Dr. Manhattan links to a post by Tim Blair linking to an essay by Michael Crighton.

Crighton’s lecture is interesting, complex, and cranky (his romanticized view of the scientific process is in flat contradiction to scientific studies of the actual scientific process). Dr. Manhattan, Tim Blair, and especially Tim Blair’s commenters all boil it down to the thought (which I have found attributed to Yogi Berra, Sam Goldwyn, and Niels Bohr (!) — does any reader have an actual source document?) that prediction is dangerous, especially about the future.

Of course that’s true, for at least five reasons:

1. Models are necessarily under-specified.

2. The correspondence of the causal relationships they embody to actual phenomena is never known to be perfect.

3. The observable initial conditions are never perfectly observed.

4. There are always unobservable initial conditions. (What if a big asteroid hits? That might be predictable in the sense that the asteroid is already on its collision course with the Earth, but from a practical viewpoint it may be unobservable.)

5. Some processes are chaotic, such that arbitrarily small errors will cumulate to arbitrarily large deviations from prediction.

In addition, in long-term social modelling, there’s a sixth source of irreducible uncertainty: technological change. As Popper points out, the rate of techological change is never perfectly predictable; if we knew now what we are going to know later, we’d know it now. And while rules of thumb such as Moore’s Law can usefully predict the rate of change in established fields, the larger the innovation, the less predictable it is. Fusion power, which has been just around the corner since I was a child, might arrive some day.

Right, then. We can’t know what the world will look like in 2100. But unless we also don’t care what the world looks like in 2100, or unless we think our current actions have zero predictable impact on what he world will look like in 2100, we need to make decisions now — we are, in fact, making decisions now — in which results a century hence are part of the objective function.
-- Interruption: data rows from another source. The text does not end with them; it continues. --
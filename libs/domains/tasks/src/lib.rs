//! Tasks Domain
//!
//! In-memory task tracking: a concurrent store, a service enforcing due-date
//! and partial-update rules, and the HTTP handlers in front of them.
//!
//! # Architecture
//!
//! ```text
//! ┌─────────────┐
//! │  Handlers   │  ← HTTP endpoints
//! └──────┬──────┘
//!        │
//! ┌──────▼──────┐
//! │   Service   │  ← Id assignment, due-date validation, merge
//! └──────┬──────┘
//!        │
//! ┌──────▼──────┐
//! │ Repository  │  ← Concurrent in-memory store
//! └──────┬──────┘
//!        │
//! ┌──────▼──────┐
//! │   Models    │  ← Entities, DTOs, enums
//! └─────────────┘
//! ```
//!
//! # Usage
//!
//! ```rust,no_run
//! use domain_tasks::{handlers, InMemoryTaskRepository, TaskService};
//!
//! let repository = InMemoryTaskRepository::new();
//! let service = TaskService::new(repository);
//!
//! let router = axum::Router::new().nest(handlers::RESOURCE_PATH, handlers::router(service));
//! # let _: axum::Router = router;
//! ```

pub mod error;
pub mod handlers;
pub mod models;
pub mod repository;
pub mod service;

// Re-export commonly used types
pub use error::{TaskError, TaskResult};
pub use handlers::ApiDoc;
pub use models::{CreateTask, Task, TaskFilter, TaskStatus, UpdateTask};
pub use repository::{InMemoryTaskRepository, TaskRepository};
pub use service::TaskService;
use axum::{
    http::StatusCode,
    response::{IntoResponse, Response},
    Json,
};

use super::{ErrorCode, ErrorResponse};

/// Fallback handler for unmatched routes.
pub async fn not_found() -> Response {
    let body = Json(ErrorResponse::new(
        ErrorCode::NotFound,
        "The requested resource was not found",
    ));

    (StatusCode::NOT_FOUND, body).into_response()
}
Uncertainty about the results of our actions will indeed suggest that we should discount predicted far-future effects vis-a-vis more predictable near-future effects (this in addition to the normal discounting for the time-value of resources). But not to zero, surely?

Moreover, it’s reasonable to be risk-averse over very large changes; that gives rise to, if not the vaunted “precautionary principle” itself, at least a principle that paying relatively small costs to somewhat reduce the probability of huge disasters may be worthwhile even if the cost is greater than the expected present value of the reduction in damage. That’s not some fancy philosophical principle; that’s just the same thinking that leads to buying insurance even though the premium is in general larger than the expected present value of the claims.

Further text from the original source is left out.